Click the cover to find this book on Amazon.

The title of Artemis Cooper’s biography of Elizabeth Jane Howard (John Murray, 2016) certainly gives a clue to what lay behind Howard’s life. Jane (as she was known) developed childhood insecurities that appear to have stemmed from her need for ‘frequent applause and reassurance’ as well as a fear of being abandoned. Her lack of confidence, combined with giving the appearance by the age of eighteen of being ‘very childish and ignorant’ and her belief that ‘if you loved somebody you must want to please them’, may have laid the foundation of the complex life that Artemis Cooper describes.

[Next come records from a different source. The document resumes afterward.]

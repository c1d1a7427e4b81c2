// Copyright (c) Contributors to the contract-executor project.
// SPDX-License-Identifier: Apache-2.0

//! Wire types for the Proof-of-Execution accumulator (spec §4.3). The
//! accumulator's arithmetic lives in `executor-core::proof_of_execution`;
//! this crate only carries the serializable shapes that travel in opinions,
//! end-batch transactions, and `ExecutorInfo` checkpoints.

use curve25519_dalek::edwards::CompressedEdwardsY;
use curve25519_dalek::scalar::Scalar;
use serde::{Deserialize, Serialize};

use crate::ids::BatchIndex;

/// A point on the Edwards curve, serialized in compressed (32-byte) form.
#[derive(Clone, Copy, PartialEq, Eq, Serialize, Deserialize)]
pub struct CurvePointBytes(pub [u8; 32]);

impl CurvePointBytes {
    pub fn from_compressed(point: CompressedEdwardsY) -> Self {
        Self(point.to_bytes())
    }

    pub fn to_compressed(self) -> CompressedEdwardsY {
        CompressedEdwardsY(self.0)
    }
}

impl std::fmt::Debug for CurvePointBytes {
    fn fmt(&self, f: &mut std::fmt::Formatter<'_>) -> std::fmt::Result {
        write!(f, "CurvePoint({})", hex::encode(self.0))
    }
}

/// A scalar of the Edwards curve's scalar field, serialized canonically.
#[derive(Clone, Copy, PartialEq, Eq, Serialize, Deserialize)]
pub struct ScalarBytes(pub [u8; 32]);

impl ScalarBytes {
    pub fn from_scalar(scalar: Scalar) -> Self {
        Self(scalar.to_bytes())
    }

    pub fn to_scalar(self) -> Scalar {
        Scalar::from_bits(self.0)
    }
}

impl std::fmt::Debug for ScalarBytes {
    fn fmt(&self, f: &mut std::fmt::Formatter<'_>) -> std::fmt::Result {
        write!(f, "Scalar({})", hex::encode(self.0))
    }
}

/// `{ T, r }`: proves the batch-contribution relation (see spec §4.3's
/// batch-proof equation).
#[derive(Clone, Copy, Debug, PartialEq, Eq, Serialize, Deserialize)]
pub struct BatchProof {
    pub t: CurvePointBytes,
    pub r: ScalarBytes,
}

/// `{ F, k }`: a Schnorr proof of knowledge of the discrete log of `T`.
#[derive(Clone, Copy, Debug, PartialEq, Eq, Serialize, Deserialize)]
pub struct TProof {
    pub f: CurvePointBytes,
    pub k: ScalarBytes,
}

/// The full proof an executor attaches to an opinion or end-batch
/// transaction.
#[derive(Clone, Copy, Debug, PartialEq, Eq, Serialize, Deserialize)]
pub struct Proofs {
    pub initial_batch: BatchIndex,
    pub batch_proof: BatchProof,
    pub t_proof: TProof,
}

/// Per-peer, per-contract checkpoint: the last proof this executor
/// verified from that peer, used to verify the peer's *next* proof
/// incrementally.
#[derive(Clone, Copy, Debug, Default, PartialEq, Eq, Serialize, Deserialize)]
pub struct ExecutorInfo {
    pub next_batch_to_approve: BatchIndex,
    pub initial_batch: BatchIndex,
    pub batch_proof: BatchProof,
}

impl Default for BatchProof {
    fn default() -> Self {
        Self {
            t: CurvePointBytes([0u8; 32]),
            r: ScalarBytes([0u8; 32]),
        }
    }
}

This biography gives a very good sense of a life that ‘just happens’. Although Jane was a good organiser, excellent cook, and increasingly productive writer as well as being talented in many other ways, it is easy to have the impression that decisions were made impulsively with no concept of ‘cause and effect’. She had a large number of friends and must have been brilliant company and good fun. Her life was a mishmash and included work, holidays abroad (in groups or with individuals), a social whirl and never-ending hospitality in her own house. She kept up with a huge circle of friends, relations and acquaintances, amongst whom there were some with good reason to drop her because of her desperate need for love, sex and reassurance which led to innumerable affairs.

Cooper makes it clear that much of the time Jane was unhappy, often striving for an unobtainable ideal that led her into situations which optimistically might achieve her heart’s desire (whatever that might be) but more often ended in emotional, complex and disappointing confusion.

Click the cover to find this book on Amazon.

This first-rate anthology Marriage was compiled by Jane in the late 1990s. In Cooper’s words, Jane ‘appreciated the irony — after all, she had never been very successful at marriage herself’. As Martin Amis, Jane’s stepson, said, ‘In fact I’ve always thought that was one of the mysteries about Jane: the penetrating sanity on the page, but when she’s off the page, she’s actually not that clever with people.’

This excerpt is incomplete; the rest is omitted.